20 000 places de plus chaque semaine. C’est la promesse de la SNCF cette année pour le TGV Paris-Bordeaux, qui affiche souvent complet, du moins au moment des départs en week-end ou des congés d’été. Ces sièges en plus représenteront une augmentation de 9 % de la capacité des TGV vers le sud ouest.
La SNCF espère ainsi répondre aux récriminations régulières de voyageurs et d’élus qui réclament plus de places et critiquent sa politique jugée restrictive alors que le TGV Paris-Bordeaux affiche une fréquentation en pleine croissance : + 70 % de voyageurs en plus depuis 2017, année de lancement de la nouvelle LGV Tours-Bordeaux.
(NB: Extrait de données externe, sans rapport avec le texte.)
pub mod pipe;

use core::fmt;

use crate::error::RnsError;
use crate::packet::MTU;

pub const MAX_INTERFACES: usize = 8;

/// Small integer handle identifying a registered interface. Handles stay
/// valid for the lifetime of the transport; interfaces are never removed,
/// only marked offline.
#[derive(Debug, PartialEq, Eq, PartialOrd, Ord, Copy, Clone, Hash)]
pub struct IfaceHandle(pub u8);

impl fmt::Display for IfaceHandle {
    fn fmt(&self, f: &mut fmt::Formatter<'_>) -> fmt::Result {
        write!(f, "iface{}", self.0)
    }
}

/// Capability the core consumes from a physical interface driver. Drivers
/// run their own I/O (threads, IRQs, sockets) and expose non-blocking
/// queues here; the core never blocks on an interface.
pub trait Interface {
    /// Fire-and-forget enqueue; errors mean queue-full or offline.
    fn send_outgoing(&mut self, raw: &[u8]) -> Result<(), RnsError>;

    /// Drains ALL queued inbound frames into `sink`. Delivering a single
    /// frame per poll starves the core during bursts.
    fn poll(&mut self, sink: &mut dyn FnMut(&[u8]));

    fn mtu(&self) -> usize {
        MTU
    }

    fn online(&self) -> bool {
        true
    }

    fn bitrate(&self) -> u64 {
        1_000_000
    }

    /// Rate-sensitive links may refuse announces for a while.
    fn announce_allowed(&mut self) -> bool {
        true
    }

    fn name(&self) -> &str {
        "iface"
    }
}

pub struct IfaceEntry {
    pub handle: IfaceHandle,
    pub iface: Box<dyn Interface>,
    pub error_count: u64,
    pub was_online: bool,
}

/// Fixed-capacity interface registry; overflow rejects the new interface.
pub struct InterfaceRegistry {
    entries: Vec<IfaceEntry>,
}

impl InterfaceRegistry {
    pub fn new() -> Self {
        Self { entries: Vec::new() }
    }

    pub fn add(&mut self, iface: Box<dyn Interface>) -> Result<IfaceHandle, RnsError> {
        if self.entries.len() >= MAX_INTERFACES {
            return Err(RnsError::Capacity);
        }

        let handle = IfaceHandle(self.entries.len() as u8);
        let was_online = iface.online();
        self.entries.push(IfaceEntry { handle, iface, error_count: 0, was_online });

        log::debug!("iface: registered {}", handle);
        Ok(handle)
    }

    pub fn len(&self) -> usize {
        self.entries.len()
    }

    pub fn is_empty(&self) -> bool {
        self.entries.is_empty()
    }

    pub fn iter_mut(&mut self) -> impl Iterator<Item = &mut IfaceEntry> {
        self.entries.iter_mut()
    }

    pub fn get_mut(&mut self, handle: IfaceHandle) -> Option<&mut IfaceEntry> {
        self.entries.iter_mut().find(|entry| entry.handle == handle)
    }

    pub fn record_error(&mut self, handle: IfaceHandle) {
        if let Some(entry) = self.get_mut(handle) {
            entry.error_count += 1;
        }
    }

    /// Sends on one interface; send errors are counted, not retried.
    pub fn send_via(&mut self, handle: IfaceHandle, raw: &[u8]) -> bool {
        let Some(entry) = self.get_mut(handle) else {
            return false;
        };
        if !entry.iface.online() {
            return false;
        }
        match entry.iface.send_outgoing(raw) {
            Ok(()) => true,
            Err(err) => {
                entry.error_count += 1;
                log::warn!("iface: send failed on {}: {}", handle, err);
                false
            }
        }
    }

    /// Fans a frame out to every online interface except `exclude`.
    /// Announce frames additionally respect `announce_allowed`.
    pub fn broadcast(
        &mut self,
        raw: &[u8],
        exclude: Option<IfaceHandle>,
        is_announce: bool,
    ) -> usize {
        let mut sent = 0;
        for entry in self.entries.iter_mut() {
            if Some(entry.handle) == exclude || !entry.iface.online() {
                continue;
            }
            if is_announce && !entry.iface.announce_allowed() {
                continue;
            }
            match entry.iface.send_outgoing(raw) {
                Ok(()) => sent += 1,
                Err(_) => entry.error_count += 1,
            }
        }
        sent
    }
}

impl Default for InterfaceRegistry {
    fn default() -> Self {
        Self::new()
    }
}
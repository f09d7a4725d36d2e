#![allow(dead_code)]

use microreticulum::config::TransportConfig;
use microreticulum::destination::{DestinationName, SingleInputDestination};
use microreticulum::identity::PrivateIdentity;
use microreticulum::iface::pipe::PipeInterface;
use microreticulum::transport::{Transport, TransportEvent};

pub fn init_logging() {
    let _ = env_logger::builder().is_test(true).try_init();
}

pub fn transport(name: &str) -> Transport {
    Transport::new(
        TransportConfig::named(name),
        PrivateIdentity::new_from_name(&format!("node.{}", name)),
    )
}

pub fn transport_node(name: &str) -> Transport {
    Transport::new(
        TransportConfig::transport_node(name),
        PrivateIdentity::new_from_name(&format!("node.{}", name)),
    )
}

/// Two transports joined by an in-memory pipe.
pub fn linked_pair(name_a: &str, name_b: &str) -> (Transport, Transport) {
    let mut a = transport(name_a);
    let mut b = transport(name_b);

    let (pipe_a, pipe_b) = PipeInterface::named_pair(name_a, name_b);
    a.add_interface(Box::new(pipe_a)).expect("interface");
    b.add_interface(Box::new(pipe_b)).expect("interface");

    (a, b)
}

/// Ticks every transport `rounds` times in order.
pub fn pump(transports: &mut [&mut Transport], rounds: usize) {
    for _ in 0..rounds {
        for transport in transports.iter_mut() {
            transport.tick();
        }
    }
}

/// Pumps until `predicate` matches a drained event on the observed node or
/// `max_rounds` passes, returning the matched event. Other events drain away.
pub fn pump_until<F>(
    transports: &mut [&mut Transport],
    observed: usize,
    max_rounds: usize,
    mut predicate: F,
) -> Option<TransportEvent>
where
    F: FnMut(&TransportEvent) -> bool,
{
    for _ in 0..max_rounds {
        for transport in transports.iter_mut() {
            transport.tick();
        }
        let events = transports[observed].drain_events();
        for event in events {
            if predicate(&event) {
                return Some(event);
            }
        }
    }
    None
}

pub fn named_destination(seed: &str, app_name: &str, aspect: &str) -> SingleInputDestination {
    let identity = PrivateIdentity::new_from_name(seed);
    SingleInputDestination::new(identity, DestinationName::new(app_name, aspect))
}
« Les voyageurs ont une perception de rareté de l’offre ferroviaire car les trains sont souvent complets et il n’y a pas de flexibilité pour changer d’horaire », estime la Fnaut. La fédération d’usagers est aussi convaincue que le nombre de places offertes est en recul sur la LGV Sud Europe Atlantique (SEA) « SNCF Voyageurs proposait 66 000 sièges quotidiens en juin 2019. En juin 2022, elle n’en proposait plus que 59 000 chaque jour, soit une baisse de 7 000 sièges par jour, l’équivalent de 14 rames Océane par jour », affirme un de ses représentants.
Divergences sur le nombre de sièges offerts
Des chiffres réfutés par la SNCF. « La Fnaut se base sur les comptages de la société Lisea, qui recense le nombre de sillons commercialisés. Elle ne tient pas compte des rames en unités multiples que nous utilisons. Cela ne reflète pas la réalité du marché », répond Franck Dubourdieu, le nouveau directeur de l’Axe Atlantique arrivé il y a six mois à ce poste. « Si le nombre de sillons entre l’Ile-de-France et Bordeaux est en baisse, c’est principalement parce que nous avons modifié les circulations intersecteurs. Mais la liaison Paris-Bordeaux est mieux desservie et l’offre y est en hausse par rapport à 2017 et par rapport à 2019 », affirme le dirigeant.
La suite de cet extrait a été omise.